-- Opening Marker --

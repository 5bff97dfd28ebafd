//! Chain description handed to the wallet provider
//!
//! Wallets only sign for chains they know about. The descriptor is built
//! from `ChainConfig` and registered once per session manager.

use super::ChainConfig;
use crate::coins::display_denom;
use serde::{Deserialize, Serialize};

/// SLIP-44 coin type shared by Cosmos SDK chains
pub const COSMOS_COIN_TYPE: u32 = 118;

#[derive(Debug, Clone, PartialEq, Eq, Serialize, Deserialize)]
#[serde(rename_all = "camelCase")]
pub struct Bip44 {
    pub coin_type: u32,
}

#[derive(Debug, Clone, PartialEq, Eq, Serialize, Deserialize)]
#[serde(rename_all = "camelCase")]
pub struct Bech32Config {
    pub bech32_prefix_acc_addr: String,
    pub bech32_prefix_acc_pub: String,
    pub bech32_prefix_val_addr: String,
    pub bech32_prefix_val_pub: String,
    pub bech32_prefix_cons_addr: String,
    pub bech32_prefix_cons_pub: String,
}

impl Bech32Config {
    pub fn from_prefix(prefix: &str) -> Self {
        Self {
            bech32_prefix_acc_addr: prefix.to_string(),
            bech32_prefix_acc_pub: format!("{prefix}pub"),
            bech32_prefix_val_addr: format!("{prefix}valoper"),
            bech32_prefix_val_pub: format!("{prefix}valoperpub"),
            bech32_prefix_cons_addr: format!("{prefix}valcons"),
            bech32_prefix_cons_pub: format!("{prefix}valconspub"),
        }
    }
}

#[derive(Debug, Clone, PartialEq, Eq, Serialize, Deserialize)]
#[serde(rename_all = "camelCase")]
pub struct Currency {
    /// Display symbol, e.g. `JUNO`
    pub coin_denom: String,
    /// On-chain denomination, e.g. `ujuno`
    pub coin_minimal_denom: String,
    pub coin_decimals: u8,
}

/// Wire shape of a chain suggestion
#[derive(Debug, Clone, PartialEq, Eq, Serialize, Deserialize)]
#[serde(rename_all = "camelCase")]
pub struct ChainDescriptor {
    pub chain_id: String,
    pub chain_name: String,
    pub rpc: String,
    pub rest: String,
    pub bip44: Bip44,
    pub bech32_config: Bech32Config,
    pub currencies: Vec<Currency>,
    pub fee_currencies: Vec<Currency>,
    pub stake_currency: Currency,
    pub coin_type: u32,
}

impl ChainDescriptor {
    pub fn from_config(config: &ChainConfig) -> Self {
        let currency = Currency {
            coin_denom: display_denom(&config.coin_denom),
            coin_minimal_denom: config.coin_denom.clone(),
            coin_decimals: config.coin_decimals,
        };

        Self {
            chain_id: config.chain_id.clone(),
            chain_name: config.chain_name.clone(),
            rpc: config.rpc_endpoint.clone(),
            rest: config.rest_endpoint.clone(),
            bip44: Bip44 {
                coin_type: COSMOS_COIN_TYPE,
            },
            bech32_config: Bech32Config::from_prefix(&config.bech32_prefix),
            currencies: vec![currency.clone()],
            fee_currencies: vec![currency.clone()],
            stake_currency: currency,
            coin_type: COSMOS_COIN_TYPE,
        }
    }
}

#[cfg(test)]
mod tests {
    use super::*;

    #[test]
    fn descriptor_from_default_config() {
        let descriptor = ChainDescriptor::from_config(&ChainConfig::default());

        assert_eq!(descriptor.chain_id, "juno-1");
        assert_eq!(descriptor.stake_currency.coin_denom, "JUNO");
        assert_eq!(descriptor.stake_currency.coin_minimal_denom, "ujuno");
        assert_eq!(descriptor.bech32_config.bech32_prefix_val_pub, "junovaloperpub");
        assert_eq!(descriptor.bip44.coin_type, 118);
    }

    #[test]
    fn descriptor_serializes_camel_case() {
        let value = serde_json::to_value(ChainDescriptor::from_config(&ChainConfig::default()))
            .unwrap();
        assert_eq!(value["bech32Config"]["bech32PrefixAccAddr"], "juno");
        assert_eq!(value["feeCurrencies"][0]["coinDecimals"], 6);
        assert_eq!(value["coinType"], 118);
    }
}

-- Closing Marker --

**TASK:** Copy all lines from the listing that contain "Self".

**WRITTEN SOLUTION:**
    pub fn from_prefix(prefix: &str) -> Self {
        Self {
    pub fn from_config(config: &ChainConfig) -> Self {
        Self {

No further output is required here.